Several times, I tried to gather information. If we agreed to transfer him to another ward for a few days of further inpatient care, would it be covered by insurance? While David convalesced, at least a dozen physicians stopped by for five-minute consultations. Were we being billed for these visits? Could we have refused all but the most essential?

Doctors impatiently brushed aside these questions; nurses told me to worry about it later and said they had no idea how individual procedures were priced or billed. When your husband is strapped up to heart monitors and an IV, you're not in a position to negotiate over how much they cost - and even if I were, apparently no one in an ER is trained to field that kind of question.

When David was discharged, we left the hospital without any paperwork. My requests for a billing statement were waved off. It was being handled through our insurance company, we were told. We'd get the details in the mail.

A month later, the flood of paperwork started. Rather than one itemized bill, we received dozens of cryptic ones. A typical invoice carried a single charge, labeled "MEDICINE," for $570.75. A doctor whose name I didn't recognize sent us a bill saying the insurance company had declined to pay his fees and we would need to cover them. When I called his office for more information (our insurer had no record of his claim), I found out that his office had billed the wrong insurance company. That was just one of the half-dozen billing errors I hit in sorting out the blizzard of invoices.

We're among the lucky. My husband and I have health insurance through our employers. Of the five-figure sum his medical bills totaled, we're responsible for paying less than one-tenth. But despite dozens of phone calls and scores of requests for follow-up information, I still have only a hazy picture of the real costs of my husband's hospitalization, and of how much control we could have exerted to keep them down.

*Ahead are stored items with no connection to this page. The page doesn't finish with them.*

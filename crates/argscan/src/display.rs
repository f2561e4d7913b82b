//! Presentation settings carried by a [`Registry`](crate::Registry).
//!
//! Nothing in this crate reads these values; they exist so that a help
//! renderer living outside the parser can format a registry consistently.

use serde::{Deserialize, Serialize};

/// Foreground terminal colors.
#[derive(Debug, Clone, Copy, PartialEq, Eq, Default, Serialize, Deserialize)]
#[serde(rename_all = "lowercase")]
pub enum Color {
    #[default]
    Default,
    Black,
    Red,
    Green,
    Yellow,
    Blue,
    Magenta,
    Cyan,
    White,
}

/// One color per piece of rendered help text.
#[derive(Debug, Clone, PartialEq, Eq, Serialize, Deserialize)]
#[serde(rename_all = "camelCase", default)]
pub struct Palette {
    pub title: Color,
    pub description: Color,
    pub header: Color,
    pub command: Color,
    pub command_description: Color,
    pub flag: Color,
    pub flag_description: Color,
    pub option: Color,
    pub option_description: Color,
    pub option_allowed: Color,
}

impl Default for Palette {
    fn default() -> Self {
        Self {
            title: Color::Green,
            description: Color::White,
            header: Color::Red,
            command: Color::Magenta,
            command_description: Color::White,
            flag: Color::Blue,
            flag_description: Color::White,
            option: Color::Blue,
            option_description: Color::White,
            option_allowed: Color::Yellow,
        }
    }
}

/// Section headers, color toggle and palette.
///
/// An empty header means the renderer should omit the header line but still
/// list the section's entries.
#[derive(Debug, Clone, PartialEq, Eq, Serialize, Deserialize)]
#[serde(rename_all = "camelCase", default)]
pub struct DisplayOptions {
    pub commands_header: String,
    pub flags_header: String,
    pub options_header: String,
    pub colors: bool,
    pub palette: Palette,
}

impl Default for DisplayOptions {
    fn default() -> Self {
        Self {
            commands_header: "COMMANDS".to_string(),
            flags_header: "FLAGS".to_string(),
            options_header: "OPTIONS".to_string(),
            colors: false,
            palette: Palette::default(),
        }
    }
}
//! Left-to-right token scanner.
//!
//! Each token is classified once by its shape and consumed together with at
//! most one following token. There is no backtracking.

use crate::error::ParseError;
use crate::registry::{ArgKind, Registry};
use crate::result::ParseResult;

/// Parse `tokens` (program name already stripped) against `registry`.
///
/// Fails on the first malformed token; no partial result is returned.
pub fn parse<I, S>(registry: &Registry, tokens: I) -> Result<ParseResult, ParseError>
where
    I: IntoIterator<Item = S>,
    S: AsRef<str>,
{
    let owned: Vec<S> = tokens.into_iter().collect();
    let tokens: Vec<&str> = owned.iter().map(AsRef::as_ref).collect();
    let result = Scanner::new(registry, &tokens).run()?;
    tracing::debug!(
        command = ?result.command(),
        positional = result.positional().len(),
        "parsed {} token(s)",
        tokens.len()
    );
    Ok(result)
}

#[derive(Debug, Clone, Copy, PartialEq, Eq)]
enum TokenShape<'t> {
    /// `--`
    Terminator,
    /// `-x`
    Short(char),
    /// Everything after the dash of `-xyz`, `-x=value`, `-abc=value`, `-ovalue`.
    Cluster(&'t str),
    /// Everything after the dashes of `--name` or `--name=value`.
    Long(&'t str),
    Positional,
}

fn classify(token: &str) -> TokenShape<'_> {
    if token == "--" {
        return TokenShape::Terminator;
    }
    if let Some(body) = token.strip_prefix("--") {
        return TokenShape::Long(body);
    }
    let Some(body) = token.strip_prefix('-') else {
        return TokenShape::Positional;
    };
    let mut chars = body.chars();
    match (chars.next(), chars.next()) {
        (None, _) => TokenShape::Positional,
        (Some(c), None) => TokenShape::Short(c),
        (Some(_), Some(_)) => TokenShape::Cluster(body),
    }
}

enum Step {
    Advance(usize),
    Finish,
}

struct Scanner<'r, 't> {
    registry: &'r Registry,
    tokens: &'t [&'t str],
    result: ParseResult,
}

impl<'r, 't> Scanner<'r, 't> {
    fn new(registry: &'r Registry, tokens: &'t [&'t str]) -> Self {
        Self {
            registry,
            tokens,
            result: ParseResult::seeded(registry),
        }
    }

    fn run(mut self) -> Result<ParseResult, ParseError> {
        let registry = self.registry;
        let mut cursor = 0usize;
        let mut command_checked = !registry.has_commands();

        while let Some(&token) = self.tokens.get(cursor) {
            // Only the very first token may select a command.
            if !command_checked && cursor == 0 {
                command_checked = true;
                if registry.command(token).is_some() {
                    tracing::trace!(token, "selected command");
                    self.result.set_command(token);
                    cursor += 1;
                    continue;
                }
                if registry.command_required() {
                    return Err(ParseError::MissingCommand {
                        token: token.to_string(),
                    });
                }
            }

            match self.step(cursor, token)? {
                Step::Advance(n) => cursor += n,
                Step::Finish => break,
            }
        }

        Ok(self.result)
    }

    fn step(&mut self, cursor: usize, token: &'t str) -> Result<Step, ParseError> {
        let shape = classify(token);
        tracing::trace!(token, ?shape, "classified token");

        let tokens = self.tokens;
        let next = tokens.get(cursor + 1).copied();
        match shape {
            TokenShape::Terminator => {
                for &rest in tokens.iter().skip(cursor + 1) {
                    self.result.push_positional(rest);
                }
                Ok(Step::Finish)
            }
            TokenShape::Short(abbreviation) => self.short(token, abbreviation, next),
            TokenShape::Cluster(body) => {
                self.cluster(token, body)?;
                Ok(Step::Advance(1))
            }
            TokenShape::Long(body) => self.long(token, body, next),
            TokenShape::Positional => {
                self.result.push_positional(token);
                Ok(Step::Advance(1))
            }
        }
    }

    /// `-x`, with the option value (if any) in the next token.
    fn short(
        &mut self,
        token: &str,
        abbreviation: char,
        next: Option<&str>,
    ) -> Result<Step, ParseError> {
        let registry = self.registry;
        if let Some(flag) = registry.flag_by_abbreviation(abbreviation) {
            self.result.set_flag(flag);
            return Ok(Step::Advance(1));
        }
        match registry.option_by_abbreviation(abbreviation) {
            Some(option) => self.take_next_value(token, option, next),
            None => Err(invalid_argument(token, abbreviation)),
        }
    }

    /// `-abc`, `-ovalue`, `-o=value` and `-abo=value`.
    fn cluster(&mut self, token: &str, body: &str) -> Result<(), ParseError> {
        let registry = self.registry;

        if let Some((head, value)) = body.split_once('=') {
            // The last character before `=` names the option; anything in
            // front of it is a run of flags.
            let mut head = head.chars();
            let Some(option_abbreviation) = head.next_back() else {
                return Err(invalid_argument(token, '='));
            };
            for abbreviation in head {
                let flag = registry
                    .flag_by_abbreviation(abbreviation)
                    .ok_or_else(|| invalid_argument(token, abbreviation))?;
                self.result.set_flag(flag);
            }
            let option = registry
                .option_by_abbreviation(option_abbreviation)
                .ok_or_else(|| invalid_argument(token, option_abbreviation))?;
            if value.is_empty() {
                return Err(missing_value(token, option));
            }
            return self.assign(option, value);
        }

        let mut chars = body.chars();
        if let Some(option) = chars
            .next()
            .and_then(|first| registry.option_by_abbreviation(first))
        {
            // Attached value: allowed values are deliberately not enforced here.
            self.result.set_option(option, chars.as_str());
            return Ok(());
        }

        for abbreviation in body.chars() {
            let flag = registry
                .flag_by_abbreviation(abbreviation)
                .ok_or_else(|| invalid_argument(token, abbreviation))?;
            self.result.set_flag(flag);
        }
        Ok(())
    }

    /// `--name` or `--name=value`.
    fn long(&mut self, token: &str, body: &str, next: Option<&str>) -> Result<Step, ParseError> {
        let registry = self.registry;

        if let Some((name, value)) = body.split_once('=') {
            let Some(option) = registry.option(name) else {
                return Err(unknown_argument(token));
            };
            if value.is_empty() {
                return Err(missing_value(token, option.name()));
            }
            self.assign(option.name(), value)?;
            return Ok(Step::Advance(1));
        }

        match registry.kind_of(body) {
            ArgKind::Flag => {
                self.result.set_flag(body);
                Ok(Step::Advance(1))
            }
            ArgKind::Option => self.take_next_value(token, body, next),
            ArgKind::Command | ArgKind::Unknown => Err(unknown_argument(token)),
        }
    }

    /// Consume the following token as the value of `option`.
    ///
    /// An empty token is taken verbatim; a dash-prefixed one is refused.
    fn take_next_value(
        &mut self,
        token: &str,
        option: &str,
        next: Option<&str>,
    ) -> Result<Step, ParseError> {
        match next {
            Some("") => self.result.set_option(option, ""),
            Some(value) if !value.starts_with('-') => self.assign(option, value)?,
            _ => return Err(missing_value(token, option)),
        }
        Ok(Step::Advance(2))
    }

    fn assign(&mut self, option: &str, value: &str) -> Result<(), ParseError> {
        if !self.registry.is_allowed_value(option, value) {
            return Err(ParseError::InvalidValue {
                option: option.to_string(),
                value: value.to_string(),
            });
        }
        self.result.set_option(option, value);
        Ok(())
    }
}

fn invalid_argument(token: &str, abbreviation: char) -> ParseError {
    ParseError::InvalidArgument {
        token: token.to_string(),
        abbreviation,
    }
}

fn unknown_argument(token: &str) -> ParseError {
    ParseError::UnknownArgument {
        token: token.to_string(),
    }
}

fn missing_value(token: &str, option: &str) -> ParseError {
    ParseError::MissingValue {
        token: token.to_string(),
        option: option.to_string(),
    }
}
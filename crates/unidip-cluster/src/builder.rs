use crate::config::UnidipConfig;
use crate::partition::Unidip;
use crate::visualization::{ClusterVisualizer, NullClusterVisualizer};
use unidip_dip::NullModel;

/// Builder for configuring and creating a [`Unidip`] partitioner.
///
/// Setters clamp out-of-range values instead of failing.
pub struct UnidipBuilder<V> {
    visualizer: V,
    config: UnidipConfig,
}

impl<V> UnidipBuilder<V>
where
    V: ClusterVisualizer,
{
    /// Creates a new builder with default parameters.
    ///
    /// # Arguments
    /// * `visualizer` - Receives every partitioner stage
    pub fn new(visualizer: V) -> Self {
        Self {
            visualizer,
            config: UnidipConfig::default(),
        }
    }

    /// Sets the significance threshold (0.0-1.0).
    ///
    /// Higher values split more readily. A non-finite value keeps the
    /// current threshold.
    pub fn alpha(mut self, alpha: f64) -> Self {
        if alpha.is_finite() {
            self.config.alpha = alpha.clamp(0.0, 1.0);
        }
        self
    }

    /// Sets the number of bootstrap trials per dip test (at least 1).
    pub fn trial_count(mut self, trial_count: usize) -> Self {
        self.config.trial_count = trial_count.max(1);
        self
    }

    /// Sets the index gap up to which neighbouring intervals merge.
    pub fn merge_distance(mut self, merge_distance: usize) -> Self {
        self.config.merge_distance = merge_distance;
        self
    }

    /// Treats input as bin heights at positions `0..n`.
    pub fn histogram(mut self, is_histogram: bool) -> Self {
        self.config.is_histogram = is_histogram;
        self
    }

    /// Fixes the bootstrap seed for reproducible output.
    pub fn seed(mut self, seed: u64) -> Self {
        self.config.seed = Some(seed);
        self
    }

    pub fn null_model(mut self, null_model: NullModel) -> Self {
        self.config.null_model = null_model;
        self
    }

    /// Builds the configured partitioner.
    pub fn build(self) -> Unidip<V> {
        Unidip::with_visualizer(self.config, self.visualizer)
    }
}

impl From<UnidipConfig> for UnidipBuilder<NullClusterVisualizer> {
    fn from(config: UnidipConfig) -> Self {
        Self {
            visualizer: NullClusterVisualizer,
            config,
        }
    }
}

/// Convenience function for creating a partitioner with default parameters
pub fn default_unidip() -> Unidip<NullClusterVisualizer> {
    UnidipBuilder::new(NullClusterVisualizer).build()
}

/// Convenience function for creating a reproducible partitioner
pub fn seeded_unidip(alpha: f64, seed: u64) -> Unidip<NullClusterVisualizer> {
    UnidipBuilder::new(NullClusterVisualizer)
        .alpha(alpha)
        .seed(seed)
        .build()
}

Medical services aren't designed to be treated like a cafeteria menu; there are no "rack rates," and something as simple as a pill has a complicated schedule of varying costs. The doctor David sees monthly for follow-up care charges our insurance company $80 per visit; we cover a $25 co-pay. Were we paying directly, the per-visit rate would be $150. The push for consumers to more directly bear costs of their medical care ignores the problem of that kind of pricing differential. How can we effectively comparison-shop for services when the system is stacked against individual buyers?

I would love to see the medical system reformed to be more consumer-friendly; it's absurd that services so vital and so expensive should be so inscrutably priced. But without systematic changes, policies urging Americans to fight rising health-insurance costs by paying for more medical expenses out-of-pocket are recklessly premature. Until my local hospital and my family's regular doctors can offer standardized, itemized cost breakdowns for their services, I'll need an insurance company by my side to help navigate the medical-billing labyrinth.